While calling a composition “overcrowded” is a rather damning assessment, packing an image to convey as much information as possible is a commendable goal. The Nativity Giovanni Pisano carved for the pulpit of Pisa’s cathedral, develops the narrative and takes advantage of every inch of available space. The Virgin Mary occupies a large portion of the composition as she reclines and extends her left arm to lift a blanket over the baby Jesus who lies right next to her, with the ox and the donkey looking down. Below Mary, two midwifes are shown about to give the newborn a bath (in a charming gesture, one of them dips her hand to test the water’s temperature), while Joseph sits nearby. We also see angels telling shepherds to go pay their respects to the newborn Jesus, with their sheep filling the lower right corner. Despite the extensive cast of characters—thirteen figures (the baby Jesus appears twice and we have no less than five angels) and fourteen animals (ten sheep, two dogs, the ox and the donkey)—we can easily follow the story. There is also a clear focal point: the Virgin, who is represented larger and is framed by a cave.
Chaos and Anxiety
Not so in this ancient Roman sarcophagus dating to the middle of the third century. We see a jumble of Romans fighting Barbarians, recognizable by their unruly beards and manes, contorted positions, and exaggerated features, which contrast with the Roman soldiers’ calmer demeanor and idealized features. Note in particular the young officer on horseback in the center top of the composition, believed to be the deceased. This scene of commotion and strife is packed with figures, carved in extremely deep relief with resulting dramatic shadows. The surface is comprehensively filled with hardly any focus or compositional unity. As we look at the relief’s tumultuousness, we understand that Rome has been turned upside down: it is hard indeed not to see a reflection of the unsettled Late Roman Empire, a time of unrest when the military became more powerful and produced ruthless rulers known as the “barracks emperors,” while so-called “barbarians” threatened the borders.

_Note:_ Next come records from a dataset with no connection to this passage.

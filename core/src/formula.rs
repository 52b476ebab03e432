//! Filter formulas and query-string encoding.
//!
//! Airtable filters records server-side with its own formula language. Only
//! two shapes are produced here: a substring lookup on the id column, and an
//! equality conjunction over several columns. Neither the id nor the values
//! are escaped inside the formula; a `'` in a value ends the string literal.

use std::collections::BTreeMap;

use percent_encoding::{utf8_percent_encode, AsciiSet, NON_ALPHANUMERIC};

/// Characters left as-is in query values: ASCII alphanumerics plus `-._~`.
/// Space is handled separately and becomes `+`.
const QUERY_VALUE: &AsciiSet = &NON_ALPHANUMERIC
    .remove(b'-')
    .remove(b'.')
    .remove(b'_')
    .remove(b'~');

/// Form-encode one query value (`application/x-www-form-urlencoded` style).
pub fn encode_query_value(value: &str) -> String {
    // A literal "%20" in the input is encoded as "%2520", so this only
    // touches encoded spaces.
    utf8_percent_encode(value, QUERY_VALUE)
        .to_string()
        .replace("%20", "+")
}

/// Join `(name, value)` pairs into `name=value&...`, encoding each value.
pub fn query_string<S: AsRef<str>>(params: &[(&str, S)]) -> String {
    params
        .iter()
        .map(|(name, value)| format!("{name}={}", encode_query_value(value.as_ref())))
        .collect::<Vec<_>>()
        .join("&")
}

/// Formula matching records whose `id_column` contains `id`.
pub fn find_by_id(id: &str, id_column: &str) -> String {
    format!("FIND('{id}', {{{id_column}}}) != 0")
}

/// Formula matching records where every listed column equals its value.
///
/// Columns are taken in key order. Entries whose value is `None` or empty
/// are left out of the formula altogether.
pub fn match_fields(fields: &BTreeMap<String, Option<String>>) -> String {
    let clauses: Vec<String> = fields
        .iter()
        .filter_map(|(key, value)| match value.as_deref() {
            Some(v) if !v.is_empty() => Some(format!("{{{key}}}='{v}'")),
            _ => None,
        })
        .collect();
    format!("AND({})", clauses.join(","))
}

German expressionist George Grosz’s Funeral betrays the volatility of the years during World War I. The painting features a chaotic and hellish city in which a frenzied funeral procession takes place. The swarming crowd is reminiscent of the work of Renaissance artists like Hieronymus Bosch or Pieter Bruegel the Elder, while the presence of a skeleton, along with the sign over the door that declares “Heute danz” (dance today), calls to mind macabre images from that same period.
Triumphing over Chaos
Although called “Barbarian” by the Romans, the migrating tribes—Ostrogoths, Visigoths, Angles, Saxons, Franks, etc.—produced glorious objects in precious materials, characterized by intense patterning taking over every surface. These objects were portable (after all, these peoples were on the move for several centuries!) and meant for personal adornment. A gold buckle from an Anglo-Saxon burial weighs nearly a pound and is decorated in niello (a sulfur alloy of silver, copper, and lead that turns black when heated). The stud to which the tongue is attached is made out of two interlaced biting snakes, while the plaque displays snakes and eagle heads.
Such animal forms appear in the art of many of these migrating peoples, as can be seen in this post from a Viking burial. The patterning that covers the neck and head of this ferocious creature is made out of the intertwined bodies of animals, referred to as “gripping beasts.” In both cases, the intricate workmanship captivates the viewer: the Anglo-Saxon buckle delights and fascinates, the Viking post scares and intimidates.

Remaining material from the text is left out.